Work required:
Nothing but the lines holding the string "MockRadio" should appear in the answer. Copy them from the entries.

Provided information:
=-=-=-=-=

//! # loragw-rs - A Rust Crate for Single-Channel LoRa Gateway Operation
//!
//! The loragw-rs crate bridges a LoRa radio to a LoRaWAN network server
//! over the Semtech Gateway Messaging Protocol (the UDP-based packet
//! forwarder protocol, v2). Received radio frames are forwarded upstream
//! as rxpk packets, queued downlinks are pulled from the server and
//! transmitted at a server-specified, microsecond-precise radio-clock
//! timestamp, and every downlink request is acknowledged.
//!
//! ## Features
//!
//! - Encode and decode packet forwarder frames (PUSH_DATA, PULL_DATA,
//!   PULL_RESP, acks) with their JSON payloads
//! - Forward received frames with reception metadata (RSSI, SNR, datarate)
//! - Schedule downlink transmissions against the wrapping 32-bit radio
//!   clock, with a spin-wait deadline for microsecond accuracy
//! - Periodic status push and keep-alive pull timers
//! - One shared UDP socket, serialized across the receive loop, the
//!   timers, and the radio event path
//! - Radio drivers plug in through the [`radio::Radio`] trait; a mock
//!   radio backs the test suite and hardware-free soak runs
//!
//! ## Usage
//!
//! ```rust,no_run
//! use loragw_rs::{Gateway, GatewayConfig, NoopNetwork};
//! use loragw_rs::radio::mock::MockRadio;
//!
//! # async fn run() -> Result<(), loragw_rs::GatewayError> {
//! let config = GatewayConfig {
//!     hardware_id: Some([0x24, 0x0A, 0xC4, 0x01, 0x02, 0x03]),
//!     ..GatewayConfig::default()
//! };
//! let (radio, events) = MockRadio::new();
//! let gateway = Gateway::start(config, radio.clone(), radio, events, &NoopNetwork).await?;
//! // ...
//! gateway.stop().await;
//! # Ok(())
//! # }
//! ```

pub mod constants;
pub mod error;
pub mod gateway;
pub mod logging;
pub mod protocol;
pub mod radio;

pub use crate::error::GatewayError;
pub use crate::logging::{init_logger, log_info};

// Core gateway types
pub use gateway::{
    Counters, Gateway, GatewayConfig, GatewayEui, NetworkLink, NoopNetwork, Transport,
};

// Protocol layer
pub use protocol::{DownlinkRequest, FrameHeader, PacketKind, TxAckError};

// Radio abstraction
pub use radio::{Bandwidth, CodingRate, Datarate, Radio, RadioClock, RadioEvent, SpreadingFactor};
//! # Downlink Scheduler
//!
//! Validates PULL_RESP requests against the wrapping 32-bit radio clock,
//! arms the transmission, and answers every request with a txpk_ack.
//!
//! A request moves Received -> {Scheduled | Rejected} -> Acked. The arming
//! delay is `tmst - now - TX_LOOKAHEAD_US` in modulo-2^32 arithmetic; a
//! delay at or beyond `SCHEDULE_HORIZON_US` is rejected as TOO_LATE. An
//! armed transmission sleeps most of the delay, reconfigures the radio for
//! the requested channel, then busy-waits the final stretch to hit the
//! target timestamp with microsecond precision (the radio clock has no
//! hardware transmit-at-time register).
//!
//! The ack for a request is sent once the schedule/reject decision is
//! final; it is not ordered against the physical transmission, and a radio
//! failure after the ack is logged only. Escalation (e.g. a radio restart)
//! is left to the embedder.

use crate::constants::{SCHEDULE_HORIZON_US, TX_GUARD_US, TX_LOOKAHEAD_US};
use crate::gateway::state::Counters;
use crate::gateway::transport::Transport;
use crate::gateway::uplink::freq_to_mhz;
use crate::protocol::codec::{self, DownlinkRequest};
use crate::protocol::packets::TxAckError;
use crate::radio::driver::{Radio, RadioClock, TxParams};
use log::{debug, error, info, warn};
use std::sync::Arc;
use tokio::sync::Mutex;
use tokio::task::JoinHandle;
use tokio::time::Duration;

/// Microseconds until `tmst` on the wrapping radio clock, less the fixed
/// lookahead. Wrapping arithmetic keeps the result in `[0, 2^32)`.
pub fn schedule_delta(tmst: u32, now_us: u32) -> u32 {
    tmst.wrapping_sub(now_us).wrapping_sub(TX_LOOKAHEAD_US)
}

/// The scheduling decision is a pure function of the corrected delta.
pub fn classify_delta(delta: u32) -> TxAckError {
    if delta < SCHEDULE_HORIZON_US {
        TxAckError::None
    } else {
        TxAckError::TooLate
    }
}

/// Blocks the calling thread until the radio clock reaches a target.
///
/// Isolated behind a trait so a platform with a hardware transmit-at-time
/// register can substitute a non-spinning implementation without touching
/// the protocol logic.
pub trait DeadlineWait: Send + Sync {
    fn wait_until(&self, clock: &dyn RadioClock, target_us: u32);
}

/// Tight spin on the radio clock. Trades CPU for the microsecond accuracy
/// coarse timer APIs cannot give; always run on a dedicated blocking
/// thread.
pub struct SpinWait;

impl DeadlineWait for SpinWait {
    fn wait_until(&self, clock: &dyn RadioClock, target_us: u32) {
        // Signed modular compare: exits as soon as the clock passes the
        // target, including across a wrap.
        while (target_us.wrapping_sub(clock.now_us()) as i32) > 0 {
            std::hint::spin_loop();
        }
    }
}

pub struct DownlinkScheduler {
    radio: Arc<dyn Radio>,
    clock: Arc<dyn RadioClock>,
    transport: Arc<Transport>,
    counters: Arc<Counters>,
    eui: [u8; 8],
    deadline: Arc<dyn DeadlineWait>,
    /// The single pending transmission slot; arming replaces (and aborts)
    /// whatever occupied it
    pending: Mutex<Option<JoinHandle<()>>>,
}

impl DownlinkScheduler {
    pub fn new(
        radio: Arc<dyn Radio>,
        clock: Arc<dyn RadioClock>,
        transport: Arc<Transport>,
        counters: Arc<Counters>,
        eui: [u8; 8],
        deadline: Arc<dyn DeadlineWait>,
    ) -> Self {
        Self {
            radio,
            clock,
            transport,
            counters,
            eui,
            deadline,
            pending: Mutex::new(None),
        }
    }

    /// Handle one PULL_RESP datagram end to end: decode, decide, arm, ack.
    pub async fn handle_pull_resp(&self, datagram: &[u8]) {
        let request = match codec::decode_pull_resp(datagram) {
            Ok(request) => request,
            Err(e) => {
                warn!("Dropping pull response: {e}");
                return;
            }
        };
        self.counters.incr_downlinks_received();

        let delta = schedule_delta(request.tmst, self.clock.now_us());
        let outcome = classify_delta(delta);
        let token = request.token;

        match outcome {
            TxAckError::None => self.arm(request, delta).await,
            _ => warn!(
                "Downlink timestamp outside schedule horizon, delta_us: {delta}"
            ),
        }

        // Always acked, scheduled or not; the ack may precede the actual
        // radio send.
        let ack = codec::encode_tx_ack(self.eui, token, outcome);
        if let Err(e) = self.transport.send(&ack).await {
            warn!("Failed to ack pull response: {e}");
        }
    }

    /// Arm the one-shot transmission task, replacing a pending one.
    async fn arm(&self, request: DownlinkRequest, delta: u32) {
        let radio = Arc::clone(&self.radio);
        let clock = Arc::clone(&self.clock);
        let deadline = Arc::clone(&self.deadline);
        let counters = Arc::clone(&self.counters);

        let task = tokio::spawn(async move {
            tokio::time::sleep(Duration::from_micros(u64::from(delta))).await;
            fire(radio, clock, deadline, counters, request).await;
        });

        let mut pending = self.pending.lock().await;
        if let Some(previous) = pending.replace(task) {
            if !previous.is_finished() {
                debug!("Replacing a pending downlink transmission");
                previous.abort();
            }
        }
    }
}

/// Reconfigure, wait out the guard window, transmit.
///
/// Failures are report-only; the ack went out when the schedule decision
/// was made and is never retracted.
async fn fire(
    radio: Arc<dyn Radio>,
    clock: Arc<dyn RadioClock>,
    deadline: Arc<dyn DeadlineWait>,
    counters: Arc<Counters>,
    request: DownlinkRequest,
) {
    let params = TxParams::for_channel(request.frequency_hz, request.datarate);
    if let Err(e) = radio.configure(params).await {
        error!("Radio reconfiguration for downlink failed: {e}");
        return;
    }

    let target = request.tmst.wrapping_sub(TX_GUARD_US);
    let wait_result = tokio::task::spawn_blocking(move || {
        deadline.wait_until(clock.as_ref(), target);
    })
    .await;
    if wait_result.is_err() {
        error!("Downlink deadline wait was interrupted");
        return;
    }

    match radio.transmit(&request.payload).await {
        Ok(()) => {
            counters.incr_transmitted();
            info!(
                "Sent downlink packet scheduled for {:.3}s at {} MHz using {}",
                f64::from(request.tmst) / 1_000_000.0,
                freq_to_mhz(request.frequency_hz),
                request.datarate
            );
        }
        Err(e) => error!("Downlink radio send failed: {e}"),
    }
}
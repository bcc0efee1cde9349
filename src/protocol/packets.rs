//! # Wire JSON Payload Schemas
//!
//! Serde bindings for the JSON payloads carried by PUSH_DATA, PULL_RESP,
//! and the txpk_ack response. Every packet is built as a fresh value per
//! call; nothing here holds mutable state between frames, so packet
//! construction can run concurrently across radio events.

use serde::{Deserialize, Serialize};

/// Gateway status payload, the `stat` object of a PUSH_DATA frame.
#[derive(Debug, Clone, Serialize)]
pub struct StatPacket {
    pub stat: StatFields,
}

#[derive(Debug, Clone, Serialize)]
pub struct StatFields {
    /// UTC timestamp formatted `YYYY-MM-DD HH:MM:SS GMT`
    pub time: String,
    /// Latitude placeholder; this gateway carries no GPS
    pub lati: f64,
    /// Longitude placeholder
    pub long: f64,
    /// Altitude placeholder
    pub alti: i32,
    /// Radio frames received
    pub rxnb: u32,
    /// Radio frames received with a valid PHY CRC
    pub rxok: u32,
    /// Radio frames forwarded upstream
    pub rxfw: u32,
    /// Upstream acknowledgment ratio; reported as the static default,
    /// never recomputed from actual ack counts
    pub ackr: f64,
    /// Downlink requests received
    pub dwnb: u32,
    /// Downlink frames transmitted
    pub txnb: u32,
}

/// Received-frame payload, the `rxpk` array of a PUSH_DATA frame.
#[derive(Debug, Clone, Serialize)]
pub struct RxPacket {
    pub rxpk: Vec<RxFields>,
}

#[derive(Debug, Clone, Serialize)]
pub struct RxFields {
    /// ISO-8601 UTC arrival time with fractional seconds
    pub time: String,
    /// Radio-clock timestamp of the reception, microseconds
    pub tmst: u32,
    /// Concentrator channel; a single-channel gateway always reports 0
    pub chan: u8,
    /// RF chain; always 0
    pub rfch: u8,
    /// Center frequency in MHz
    pub freq: f64,
    /// CRC status: 1 = OK
    pub stat: u8,
    pub modu: &'static str,
    /// Datarate string, e.g. `SF7BW125`
    pub datr: String,
    /// Coding rate string, e.g. `4/5`
    pub codr: &'static str,
    /// RSSI in dBm
    pub rssi: i16,
    /// SNR in dB
    pub lsnr: f32,
    /// Payload size in bytes
    pub size: usize,
    /// Payload, standard base64 without trailing newline
    pub data: String,
}

/// Downlink request payload, the `txpk` object of a PULL_RESP frame.
///
/// Only the fields this gateway consumes are bound; `tmst`, `datr`, `freq`
/// and `data` are required and their absence fails the decode.
#[derive(Debug, Clone, Deserialize)]
pub struct PullRespPayload {
    pub txpk: TxFields,
}

#[derive(Debug, Clone, Deserialize)]
pub struct TxFields {
    /// Target radio-clock timestamp, microseconds, wraps at 2^32
    pub tmst: u32,
    /// Datarate string
    pub datr: String,
    /// Center frequency in MHz
    pub freq: f64,
    /// Payload, base64
    pub data: String,
}

/// The `txpk_ack` payload echoed for every PULL_RESP.
#[derive(Debug, Clone, Serialize)]
pub struct TxAckPacket {
    pub txpk_ack: TxAckFields,
}

#[derive(Debug, Clone, Serialize)]
pub struct TxAckFields {
    pub error: &'static str,
}

/// Downlink scheduling outcome reported in a txpk_ack.
///
/// Only `None` and `TooLate` are produced by the scheduler; the remaining
/// values are reserved protocol codes for radio-reported conditions this
/// gateway does not model.
#[derive(Debug, Clone, Copy, PartialEq, Eq)]
pub enum TxAckError {
    None,
    TooLate,
    TooEarly,
    CollisionPacket,
    CollisionBeacon,
    TxFreq,
    TxPower,
    GpsUnlocked,
}

impl TxAckError {
    /// Wire-format error string.
    pub fn as_str(self) -> &'static str {
        match self {
            Self::None => "NONE",
            Self::TooLate => "TOO_LATE",
            Self::TooEarly => "TOO_EARLY",
            Self::CollisionPacket => "COLLISION_PACKET",
            Self::CollisionBeacon => "COLLISION_BEACON",
            Self::TxFreq => "TX_FREQ",
            Self::TxPower => "TX_POWER",
            Self::GpsUnlocked => "GPS_UNLOCKED",
        }
    }
}
//! Hooks for watching a rasterization as it runs.

use crate::{GridPoint, LineCase, PixelPath, Segment};

/// Receives progress from [`crate::rasterize_with`].
///
/// All methods default to doing nothing, so an implementation only
/// overrides what it cares about. Pixels are reported in scan order, before
/// the path is turned to run from the first endpoint to the second.
pub trait RasterObserver {
    /// Called once with the segment and the case it was dispatched to.
    fn on_case(&mut self, _segment: &Segment, _case: LineCase) {}

    /// Called for every pixel with the decision parameter that selected it.
    ///
    /// `decision` is `None` for the starting endpoint.
    fn on_pixel(&mut self, _pixel: GridPoint, _decision: Option<i64>) {}

    /// Called with the finished path.
    fn on_finish(&mut self, _path: &PixelPath) {}
}

/// The no-op observer.
impl RasterObserver for () {}

impl<O: RasterObserver + ?Sized> RasterObserver for &mut O {
    fn on_case(&mut self, segment: &Segment, case: LineCase) {
        (**self).on_case(segment, case);
    }

    fn on_pixel(&mut self, pixel: GridPoint, decision: Option<i64>) {
        (**self).on_pixel(pixel, decision);
    }

    fn on_finish(&mut self, path: &PixelPath) {
        (**self).on_finish(path);
    }
}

=-=-=-=-=

Your solution:
//! use loragw_rs::radio::mock::MockRadio;
//! let (radio, events) = MockRadio::new();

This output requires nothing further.